On the probability of planarity of a random graph near the critical point

Abstract:

Let $G(n,M)$ be the uniform random graph with $n$ vertices and $M$ edges. Erdős and Rényi (1960) conjectured that the limiting probability \[ \lim _{n \to \infty } \mathrm {Pr}\{G(n,\textstyle {n\over 2}) \hbox { is planar}\} \] exists and is a constant strictly between $0$ and $1$. Łuczak, Pittel and Wierman (1994) proved this conjecture, and Janson, Łuczak, Knuth and Pittel (1993) gave lower and upper bounds for this probability.
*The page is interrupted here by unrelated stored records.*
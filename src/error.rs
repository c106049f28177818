use std::fmt;

use crate::hcp::team_removal::{ExitStatus, FATAL_ERROR_CODE};

/// Custom error type for TFE operations
#[derive(Debug)]
pub enum TfeError {
    /// HTTP request failed
    Http(reqwest::Error),
    /// API returned an error response
    Api { status: u16, message: String },
    /// Token not found in any source
    TokenNotFound(String),
    /// Failed to read or parse credentials file
    Credentials(String),
    /// JSON parsing error
    Json(String),
    /// Configuration error
    Config(String),
    /// Invalid or empty email input
    Input(String),
    /// Target team does not exist in the organization
    TeamNotFound { team: String, org: String },
}

impl TfeError {
    /// Process exit code for a run aborted by this error
    pub fn exit_code(&self) -> i32 {
        match self {
            TfeError::TeamNotFound { .. } => ExitStatus::TeamNotFound.code(),
            _ => FATAL_ERROR_CODE,
        }
    }
}

impl fmt::Display for TfeError {
    fn fmt(&self, f: &mut fmt::Formatter<'_>) -> fmt::Result {
        match self {
            TfeError::Http(e) => write!(f, "HTTP request failed: {}", e),
            TfeError::Api { status, message } => {
                write!(f, "API error (status {}): {}", status, message)
            }
            TfeError::TokenNotFound(msg) => write!(f, "{}", msg),
            TfeError::Credentials(msg) => write!(f, "{}", msg),
            TfeError::Json(msg) => write!(f, "JSON error: {}", msg),
            TfeError::Config(msg) => write!(f, "Configuration error: {}", msg),
            TfeError::Input(msg) => write!(f, "Input error: {}", msg),
            TfeError::TeamNotFound { team, org } => {
                write!(f, "Team '{}' not found in organization '{}'", team, org)
            }
        }
    }
}

impl std::error::Error for TfeError {
    fn source(&self) -> Option<&(dyn std::error::Error + 'static)> {
        match self {
            TfeError::Http(e) => Some(e),
            _ => None,
        }
    }
}

impl From<reqwest::Error> for TfeError {
    fn from(err: reqwest::Error) -> Self {
        TfeError::Http(err)
    }
}

impl From<serde_json::Error> for TfeError {
    fn from(err: serde_json::Error) -> Self {
        TfeError::Json(err.to_string())
    }
}

impl From<std::io::Error> for TfeError {
    fn from(err: std::io::Error) -> Self {
        TfeError::Input(err.to_string())
    }
}

/// Result type alias for TFE operations
pub type Result<T> = std::result::Result<T, TfeError>;

#[cfg(test)]
mod tests {
    use super::*;

    #[test]
    fn test_error_display() {
        let err = TfeError::TokenNotFound("test host".to_string());
        assert!(err.to_string().contains("test host"));
    }

    #[test]
    fn test_api_error_display() {
        let err = TfeError::Api {
            status: 404,
            message: "Not found".to_string(),
        };
        assert!(err.to_string().contains("404"));
        assert!(err.to_string().contains("Not found"));
    }

    #[test]
    fn test_error_is_send_sync() {
        fn assert_send_sync<T: Send + Sync>() {}
        assert_send_sync::<TfeError>();
    }

    #[test]
    fn test_input_error_display() {
        let err = TfeError::Input("no emails".to_string());
        assert_eq!(err.to_string(), "Input error: no emails");
    }

    #[test]
    fn test_team_not_found_display() {
        let err = TfeError::TeamNotFound {
            team: "owners".to_string(),
            org: "acme".to_string(),
        };
        assert_eq!(
            err.to_string(),
            "Team 'owners' not found in organization 'acme'"
        );
    }

    #[test]
    fn test_exit_codes() {
        let team = TfeError::TeamNotFound {
            team: "x".to_string(),
            org: "y".to_string(),
        };
        assert_eq!(team.exit_code(), 2);
        assert_eq!(TfeError::Input("bad".to_string()).exit_code(), 1);
        assert_eq!(TfeError::TokenNotFound("none".to_string()).exit_code(), 1);
        let api = TfeError::Api {
            status: 500,
            message: "boom".to_string(),
        };
        assert_eq!(api.exit_code(), 1);
    }

    #[test]
    fn test_from_serde_json_error() {
        let json_err = serde_json::from_str::<serde_json::Value>("invalid json").unwrap_err();
        let err: TfeError = json_err.into();
        match err {
            TfeError::Json(msg) => assert!(!msg.is_empty()),
            _ => panic!("Expected TfeError::Json"),
        }
    }

    #[test]
    fn test_from_io_error() {
        let io_err = std::io::Error::new(std::io::ErrorKind::NotFound, "file not found");
        let err: TfeError = io_err.into();
        match err {
            TfeError::Input(msg) => assert!(msg.contains("file not found")),
            _ => panic!("Expected TfeError::Input"),
        }
    }

    #[test]
    fn test_error_source_api() {
        use std::error::Error;
        let err = TfeError::Api {
            status: 500,
            message: "Server error".to_string(),
        };
        assert!(err.source().is_none());
    }
}
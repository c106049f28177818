//! tfe-team-remove - Remove users from a team in HCP Terraform / Terraform Enterprise
//!
//! Looks up each email's organization membership, classifies it against the
//! target team and removes all current members with a single bulk request.
//!
//! # Exit codes
//!
//! - `0` every email was removed (or would be, with `--dry-run`)
//! - `1` a user was not found, or a configuration/input/transport error
//! - `2` the team does not exist in the organization
//! - `3` a user is in the organization but not in the team
//! - `4` the bulk removal request failed
//!
//! # Example
//!
//! ```bash
//! # Remove two users
//! tfe-team-remove --org my-org --team developers --email a@example.com,b@example.com
//!
//! # Preview removals from a file
//! tfe-team-remove --org my-org --team developers --emails-file users.txt --dry-run
//!
//! # Remove and re-check, report as JSON
//! tfe-team-remove --org my-org --team developers --email a@example.com --verify -o json
//! ```

pub mod cli;
pub mod config;
pub mod emails;
pub mod error;
pub mod hcp;
pub mod output;
pub mod ui;

pub use cli::{Cli, OutputFormat};
pub use emails::collect_emails;
pub use error::{Result, TfeError};
pub use hcp::{run_remove_command, ExitStatus, Team, TfeClient, TfeResource, TokenResolver};
pub use hcp::team_removal::FATAL_ERROR_CODE;
pub use output::output_removal_report;
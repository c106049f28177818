//! tfe-team-remove - Main entry point

use clap::Parser;
use log::{debug, error, info};
use std::process::ExitCode;
use std::time::Duration;

use tfe_team_remove::{
    collect_emails, run_remove_command, Cli, TfeClient, TfeError, TokenResolver, FATAL_ERROR_CODE,
};

#[tokio::main]
async fn main() -> ExitCode {
    // Usage errors exit with the fatal code, not clap's default of 2
    let cli = match Cli::try_parse() {
        Ok(cli) => cli,
        Err(e) => {
            let _ = e.print();
            return if e.use_stderr() {
                exit_code(FATAL_ERROR_CODE)
            } else {
                ExitCode::SUCCESS
            };
        }
    };

    // Initialize logging
    env_logger::Builder::from_env(env_logger::Env::default().default_filter_or(&cli.log_level))
        .init();

    info!("Starting tfe-team-remove v{}", env!("CARGO_PKG_VERSION"));
    debug!(
        "CLI args: org={}, team={}, host={}, emails={:?}, emails_file={:?}, output={}",
        cli.org, cli.team, cli.host, cli.emails, cli.emails_file, cli.output
    );

    match run(&cli).await {
        Ok(code) => exit_code(code),
        Err(e) => {
            error!("{}", e);
            eprintln!("Error: {}", e);
            exit_code(e.exit_code())
        }
    }
}

async fn run(cli: &Cli) -> Result<i32, TfeError> {
    // Inputs are validated before any credentials or network access
    let emails = collect_emails(&cli.emails, cli.emails_file.as_deref())?;

    let token = TokenResolver::new(&cli.host).resolve(cli.token.as_deref())?;

    let mut client = TfeClient::new(token, &cli.host);
    client.set_grace_period(Duration::from_secs(cli.grace_period));

    let status = run_remove_command(&client, cli, emails).await?;
    Ok(status.code())
}

fn exit_code(code: i32) -> ExitCode {
    ExitCode::from(u8::try_from(code).unwrap_or(1))
}
//! Lookup and classification of emails against the target team

use log::{debug, info};

use crate::error::Result;
use crate::hcp::{Team, TfeClient};

use super::models::{Classification, EmailTask, RemovalPlan};

/// Resolve the team, then look up and classify every email in order
///
/// A missing team aborts before any membership lookup.
pub async fn build_plan(
    client: &TfeClient,
    org: &str,
    team_name: &str,
    emails: &[String],
) -> Result<RemovalPlan> {
    let team = client.resolve_team(org, team_name).await?;
    info!("Resolved team '{}' to {}", team.name(), team.id);

    let tasks = lookup_tasks(client, org, &team, emails).await?;
    Ok(RemovalPlan { team, tasks })
}

/// Look up each email's membership and classify it against `team`
///
/// Lookups run one at a time in input order; the first API error aborts.
pub async fn lookup_tasks(
    client: &TfeClient,
    org: &str,
    team: &Team,
    emails: &[String],
) -> Result<Vec<EmailTask>> {
    let mut tasks = Vec::with_capacity(emails.len());

    for email in emails {
        let membership = client.find_org_membership(org, email).await?;
        let task = EmailTask::new(email.clone(), membership, &team.id);

        match task.classification {
            Classification::Remove => debug!(
                "{} (membership {}) is a member of '{}'",
                email,
                task.membership_id().unwrap_or_default(),
                team.name()
            ),
            Classification::NotMember => debug!(
                "{} (membership {}) is not a member of '{}'",
                email,
                task.membership_id().unwrap_or_default(),
                team.name()
            ),
            Classification::NotFound => debug!("{} not found in '{}'", email, org),
        }

        tasks.push(task);
    }

    Ok(tasks)
}
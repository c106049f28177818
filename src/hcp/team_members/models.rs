//! Team membership relationship models

use serde::Serialize;

use crate::config::api;

/// Request body for the team organization-memberships relationship
#[derive(Serialize, Debug, PartialEq)]
pub struct MembershipRelationshipRequest {
    pub data: Vec<MembershipRef>,
}

/// Organization membership resource reference
#[derive(Serialize, Debug, PartialEq)]
pub struct MembershipRef {
    #[serde(rename = "type")]
    pub ref_type: String,
    pub id: String,
}

impl MembershipRelationshipRequest {
    /// Build a request referencing the given membership IDs, in order
    pub fn new<S: AsRef<str>>(membership_ids: &[S]) -> Self {
        Self {
            data: membership_ids
                .iter()
                .map(|id| MembershipRef {
                    ref_type: api::ORGANIZATION_MEMBERSHIPS.to_string(),
                    id: id.as_ref().to_string(),
                })
                .collect(),
        }
    }
}

/// Outcome of a bulk removal attempt
///
/// Failures are carried as data, never as an error, so the caller can
/// still report on the whole batch.
#[derive(Debug, Clone, PartialEq, Eq)]
pub struct RemovalResult {
    pub ok: bool,
    /// HTTP status, absent when no response was received
    pub status_code: Option<u16>,
    /// Response body or transport diagnostic
    pub body: String,
}

impl RemovalResult {
    pub(crate) fn success(status: u16) -> Self {
        Self {
            ok: true,
            status_code: Some(status),
            body: String::new(),
        }
    }

    pub(crate) fn failure(status_code: Option<u16>, body: impl Into<String>) -> Self {
        Self {
            ok: false,
            status_code,
            body: body.into(),
        }
    }
}
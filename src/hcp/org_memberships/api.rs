//! Organization membership API operations

use log::debug;

use crate::config::api;
use crate::error::Result;
use crate::hcp::traits::ApiListResponse;
use crate::hcp::TfeClient;

use super::models::OrganizationMembership;

impl TfeClient {
    /// Find the organization membership for an email
    ///
    /// Uses the `q` search parameter. When the search returns several
    /// memberships the first one is taken; an empty result is `None`.
    pub async fn find_org_membership(
        &self,
        org: &str,
        email: &str,
    ) -> Result<Option<OrganizationMembership>> {
        let url = format!(
            "{}/{}/{}/{}?q={}",
            self.base_url(),
            api::ORGANIZATIONS,
            urlencoding::encode(org),
            api::ORGANIZATION_MEMBERSHIPS,
            urlencoding::encode(email)
        );

        debug!("Looking up membership for {} in {}: {}", email, org, url);

        let response = self.get(&url).send().await?;
        let error_context = format!("membership for '{}' in '{}'", email, org);
        let memberships: ApiListResponse<OrganizationMembership> =
            self.parse_api_response(response, &error_context).await?;

        if memberships.data.len() > 1 {
            debug!(
                "Search for {} returned {} memberships, using the first",
                email,
                memberships.data.len()
            );
        }

        Ok(memberships.data.into_iter().next())
    }
}
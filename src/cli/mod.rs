//! CLI argument parsing

mod common;

use clap::Parser;
use std::path::PathBuf;

use crate::config::{defaults, host};

pub use common::OutputFormat;

/// Remove users from a team in HCP Terraform / Terraform Enterprise
#[derive(Parser, Debug)]
#[command(name = "tfe-team-remove")]
#[command(version)]
#[command(
    about = "Remove users (by email) from a team in HCP Terraform / Terraform Enterprise",
    long_about = None
)]
pub struct Cli {
    /// Organization name
    #[arg(long)]
    pub org: String,

    /// Team name (exact, case-sensitive)
    #[arg(long)]
    pub team: String,

    /// Email(s) to remove; repeatable, values may be comma or space separated
    #[arg(
        long = "email",
        visible_alias = "emails",
        value_name = "EMAIL",
        num_args = 1..
    )]
    pub emails: Vec<String>,

    /// File with emails (.txt): comma-separated per line, '#' comments allowed
    #[arg(long, value_name = "PATH")]
    pub emails_file: Option<PathBuf>,

    /// Report what would be removed without removing anything
    #[arg(long, default_value_t = false)]
    pub dry_run: bool,

    /// Re-check memberships after removal
    #[arg(long, default_value_t = false)]
    pub verify: bool,

    /// TFE host (hostname or URL)
    #[arg(short = 'H', long, env = host::ENV_VAR, default_value = defaults::HOST)]
    pub host: String,

    /// API token (overrides env vars and credentials file)
    #[arg(short = 't', long)]
    pub token: Option<String>,

    /// Seconds to wait after removal for the API to catch up
    #[arg(
        long,
        value_name = "SECONDS",
        env = defaults::GRACE_PERIOD_ENV_VAR,
        default_value_t = defaults::GRACE_PERIOD_SECS
    )]
    pub grace_period: u64,

    /// Report format
    #[arg(short = 'o', long, value_enum, default_value_t = OutputFormat::Table)]
    pub output: OutputFormat,

    /// Batch mode: no spinners
    #[arg(short = 'b', long, default_value_t = false)]
    pub batch: bool,

    /// Log level (error, warn, info, debug, trace)
    #[arg(short, long, default_value = defaults::LOG_LEVEL)]
    pub log_level: String,
}
//! UI utilities for terminal output
//!
//! Progress spinners shown while network calls are in flight.

mod spinner;

pub use spinner::{create_spinner, finish_spinner};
In this paper we determine the exact limiting probability of a random graph being planar near the critical point $M=n/2$. For each $\lambda$, we find an exact analytic expression for \[ p(\lambda ) = \lim _{n \to \infty } \mathrm {Pr} \left \{G\left (n,\textstyle {n\over 2}(1+\lambda n^{-1/3})\right ) \hbox { is planar} \right \}.\] In particular, we obtain $p(0) \approx 0.99780$. We extend these results to classes of graphs closed under taking minors. As an example, we show that the probability of $G(n,\textstyle {n\over 2})$ being series-parallel converges to $0.98003$. For the sake of completeness and exposition we reprove in a concise way several basic properties we need of a random graph near the critical point.